The term "cyborg" was first used by Norbert Weiner in 1947. A cyborg is a being who is a mixture of organic and cybernetic (bionic) parts. The term cyborg is short for "cybernetic organism."

Kurt Vonnegut's Player Piano (1952) describes a cybernetic system. In "The Cybernetic Brain" (1950), Raymond F. Jones described human brains integrated into a computer, as do Frederik Pohl and C.J. Kornbluth in Wolfbane (1959), Chris Boyce in Catchworld (1975), and William Hjortsberg in Grey Matters (1971). Earlier examples of cyborgs in science fiction are E.V. Odle's The Clockwork Man (1923), Edmond Hamilton's "The Comet Doom" (1928), Curt Siodmak's Donovan's Brain (1943), and C.L. Moore's "No Woman Born" (1944).

The concept of turning a human being into a cyborg was proposed by Manfred Clynes and Nathan Kline in 1960 for space exploration. They envisioned a human altered to permit him to survive in extraterrestrial environments, as did Frank Robinson in his Mars series of novels. Cordwainer Smith's "Scanners Live in Vain" (1950) deals with men who are given mechanical parts to withstand the pain of space, as does Vonda McIntyre's Superluminal (1983).

One type of cyborg for space exploration is a human integrated with mechanical parts but still in a conventionally shaped humanoid body. The other cybernetic method of space exploration proposed by SF writers was to integrate a human (either the entire body or just the brain and central nervous system) directly into a spaceship. Examples include Thomas N. Scortia's "Sea Change" (1956), Anne McCaffrey's The Ship Who Sang (1969), Frederik Pohl's Man Plus (1976), and Gordon Dickson's The Forever Man (1986).

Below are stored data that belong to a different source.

use crate::error::StackTrace;
use crate::handler::AppModule;
use crate::route::{
    AccountRouter, BorrowRequestRouter, EventRouter, GameRouter, LendingRecordRouter,
};
use error_stack::ResultExt;
use kernel::KernelError;
use std::net::SocketAddr;
use tokio::net::TcpListener;
use tower_http::cors::CorsLayer;
use tracing_subscriber::layer::SubscriberExt;
use tracing_subscriber::util::SubscriberInitExt;
use tracing_subscriber::Layer;

mod controller;
mod error;
mod handler;
mod route;

#[tokio::main]
async fn main() -> Result<(), StackTrace> {
    let appender = tracing_appender::rolling::daily(std::path::Path::new("./logs/"), "debug.log");
    let (non_blocking_appender, _guard) = tracing_appender::non_blocking(appender);
    tracing_subscriber::registry()
        .with(
            tracing_subscriber::fmt::layer()
                .with_filter(tracing_subscriber::EnvFilter::new(
                    std::env::var("RUST_LOG").unwrap_or_else(|_| {
                        "driver=debug,server=debug,tower_http=debug,hyper=debug,sqlx=debug".into()
                    }),
                ))
                .with_filter(tracing_subscriber::filter::LevelFilter::DEBUG),
        )
        .with(
            tracing_subscriber::fmt::Layer::default()
                .with_writer(non_blocking_appender)
                .with_ansi(false)
                .with_filter(tracing_subscriber::filter::LevelFilter::DEBUG),
        )
        .init();

    let app = AppModule::new().await?;

    let router = axum::Router::new()
        .route_account()
        .route_game()
        .route_borrow_request()
        .route_lending_record()
        .route_event()
        .layer(CorsLayer::new())
        .with_state(app);

    let bind = SocketAddr::from(([0, 0, 0, 0], 8080));
    let tcp = TcpListener::bind(bind)
        .await
        .change_context_lazy(|| KernelError::Dependency)
        .attach_printable_lazy(|| "Failed to listen tcp")?;

    axum::serve(tcp, router.into_make_service())
        .await
        .change_context_lazy(|| KernelError::Dependency)?;

    Ok(())
}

One can argue that any human enhanced with mechanical components is a cyborg. By that definition, a cardiac patient with a pacemaker is a cyborg. So is the person with an artificial leg. So is a pet dog with a chip implanted under his skin so he can be electronically tracked if missing.

Bernard Wolfe suggested that people might replace their limbs with prosthetics in Limbo (1952), as did Martin Caidin in Cyborg (1972), which was made into the TV series The Six-Million Dollar Man (see chapter on Bionics).